Action item:
Please copy, exactly as they appear below, the lines from the one containing "use super::*;" through the one containing "async fn native_currency_comes_first()".

Dataset entries
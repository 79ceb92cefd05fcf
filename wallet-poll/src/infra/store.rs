use std::collections::HashMap;

use alloy_primitives::{address, Address, U256};
use async_trait::async_trait;
use tokio::sync::Mutex;

use crate::error::{PollError, Result};
use crate::types::{self, Currency, CurrencyId, Network};

#[async_trait]
pub trait CurrencyStore: Send + Sync {
    /// Currencies tracked on `network`; the native currency first.
    async fn currencies(&self, network: &Network) -> Result<Vec<Currency>>;

    /// Returns `false` when the currency was already tracked.
    async fn add_currency(&self, network: &Network, currency: Currency) -> Result<bool>;

    async fn cached_balances(
        &self,
        network: &Network,
        wallet: Address,
    ) -> Result<Vec<(CurrencyId, U256)>>;

    async fn save_balances(
        &self,
        network: &Network,
        wallet: Address,
        balances: &[(CurrencyId, U256)],
    ) -> Result<()>;
}

type TokenRow = (u64, &'static str, &'static str, u8, Address, Option<&'static str>);

const DEFAULT_TOKENS: &[TokenRow] = &[
    (
        1,
        "Cult DAO",
        "CULT",
        18,
        address!("f0f9d895aca5c8678f706fb8216fa22957685a13"),
        Some("cult-dao"),
    ),
    (
        1,
        "Tether USD",
        "USDT",
        6,
        address!("dac17f958d2ee523a2206206994597c13d831ec7"),
        Some("tether"),
    ),
    (
        25,
        "USD Coin",
        "USDC",
        6,
        address!("c21223249ca28397b4b6541dffaecc539bff0c59"),
        Some("usd-coin"),
    ),
    (
        137,
        "USD Coin",
        "USDC",
        6,
        address!("3c499c542cef5e3811e1192ce70d8cc03d5c3359"),
        Some("usd-coin"),
    ),
];

/// In-process store; the host persists whatever it needs through its own
/// `CurrencyStore`.
#[derive(Default)]
pub struct MemoryCurrencyStore {
    tokens: Mutex<HashMap<u64, Vec<Currency>>>,
    balances: Mutex<HashMap<(u64, Address), HashMap<CurrencyId, U256>>>,
}

impl MemoryCurrencyStore {
    pub fn new() -> Self {
        Self::default()
    }

    pub fn with_defaults() -> Self {
        let mut tokens: HashMap<u64, Vec<Currency>> = HashMap::new();
        for (chain_id, name, symbol, decimals, address, coin_gecko_id) in DEFAULT_TOKENS {
            tokens.entry(*chain_id).or_default().push(Currency::erc20(
                name,
                symbol,
                *decimals,
                *address,
                *coin_gecko_id,
            ));
        }
        Self {
            tokens: Mutex::new(tokens),
            balances: Mutex::new(HashMap::new()),
        }
    }
}

#[async_trait]
impl CurrencyStore for MemoryCurrencyStore {
    async fn currencies(&self, network: &Network) -> Result<Vec<Currency>> {
        let tokens = self.tokens.lock().await;
        let mut out = vec![network.native_currency.clone()];
        if let Some(list) = tokens.get(&network.chain_id) {
            out.extend(list.iter().cloned());
        }
        Ok(out)
    }

    async fn add_currency(&self, network: &Network, currency: Currency) -> Result<bool> {
        if currency.is_native() {
            return Err(PollError::store("Native currency is implied by the network"));
        }
        let mut tokens = self.tokens.lock().await;
        let list = tokens.entry(network.chain_id).or_default();
        if list.iter().any(|c| c.address == currency.address) {
            return Ok(false);
        }
        list.push(currency);
        Ok(true)
    }

    async fn cached_balances(
        &self,
        network: &Network,
        wallet: Address,
    ) -> Result<Vec<(CurrencyId, U256)>> {
        let balances = self.balances.lock().await;
        let mut out: Vec<(CurrencyId, U256)> = balances
            .get(&(network.chain_id, wallet))
            .map(|m| m.iter().map(|(id, v)| (id.clone(), *v)).collect())
            .unwrap_or_default();
        out.sort_by(|a, b| a.0.cmp(&b.0));
        Ok(out)
    }

    async fn save_balances(
        &self,
        network: &Network,
        wallet: Address,
        balances: &[(CurrencyId, U256)],
    ) -> Result<()> {
        let mut stored = self.balances.lock().await;
        let entry = stored.entry((network.chain_id, wallet)).or_default();
        for (id, value) in balances {
            entry.insert(id.clone(), *value);
        }
        Ok(())
    }
}

/// Finds a currency by contract address or case-insensitive symbol.
pub fn resolve_currency<'a>(currencies: &'a [Currency], query: &str) -> Result<&'a Currency> {
    let trimmed = query.trim();
    if trimmed.starts_with("0x") {
        let addr = types::parse_address(trimmed)?;
        return currencies
            .iter()
            .find(|c| c.address == Some(addr))
            .ok_or_else(|| PollError::invalid_params(format!("Unknown currency: {trimmed}")));
    }

    let wanted = trimmed.to_lowercase();
    currencies
        .iter()
        .find(|c| c.symbol.to_lowercase() == wanted)
        .ok_or_else(|| PollError::invalid_params(format!("Unknown currency: {trimmed}")))
}

#[cfg(test)]
mod tests {
    use super::*;
    use crate::infra::networks::NetworkRegistry;

    fn ethereum() -> Network {
        NetworkRegistry::with_defaults().get(1).unwrap().clone()
    }

    #[tokio::test]
    async fn native_currency_comes_first() {
        let store = MemoryCurrencyStore::with_defaults();
        let currencies = store.currencies(&ethereum()).await.unwrap();
        let symbols: Vec<&str> = currencies.iter().map(|c| c.symbol.as_str()).collect();
        assert_eq!(symbols, vec!["ETH", "CULT", "USDT"]);
    }

    #[tokio::test]
    async fn add_currency_is_idempotent() {
        let store = MemoryCurrencyStore::new();
        let network = ethereum();
        let token = Currency::erc20("Dai", "DAI", 18, Address::repeat_byte(0x6b), None);
        assert!(store.add_currency(&network, token.clone()).await.unwrap());
        assert!(!store.add_currency(&network, token).await.unwrap());
        assert_eq!(store.currencies(&network).await.unwrap().len(), 2);
    }

    #[tokio::test]
    async fn rejects_native_currency() {
        let store = MemoryCurrencyStore::new();
        let network = ethereum();
        let err = store
            .add_currency(&network, network.native_currency.clone())
            .await
            .unwrap_err();
        assert!(matches!(err, PollError::Store(_)));
    }

    #[tokio::test]
    async fn balances_are_scoped_by_wallet() {
        let store = MemoryCurrencyStore::new();
        let network = ethereum();
        let wallet = Address::repeat_byte(0x11);
        let id = network.native_currency.id();
        store
            .save_balances(&network, wallet, &[(id.clone(), U256::from(5u8))])
            .await
            .unwrap();

        assert_eq!(
            store.cached_balances(&network, wallet).await.unwrap(),
            vec![(id, U256::from(5u8))]
        );
        assert!(store
            .cached_balances(&network, Address::repeat_byte(0x22))
            .await
            .unwrap()
            .is_empty());
    }

    #[test]
    fn resolves_by_symbol_or_address() {
        let currencies = vec![
            Currency::native("Ethereum", "ETH", 18, None),
            Currency::erc20("Tether USD", "USDT", 6, Address::repeat_byte(0xda), None),
        ];
        assert_eq!(resolve_currency(&currencies, "usdt").unwrap().decimals, 6);
        let by_addr = resolve_currency(&currencies, &Address::repeat_byte(0xda).to_string()).unwrap();
        assert_eq!(by_addr.symbol, "USDT");
        assert!(resolve_currency(&currencies, "DOGE").is_err());
    }
}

Response to this exercise:
    use super::*;
    use crate::infra::networks::NetworkRegistry;

    fn ethereum() -> Network {
        NetworkRegistry::with_defaults().get(1).unwrap().clone()
    }

    #[tokio::test]
    async fn native_currency_comes_first() {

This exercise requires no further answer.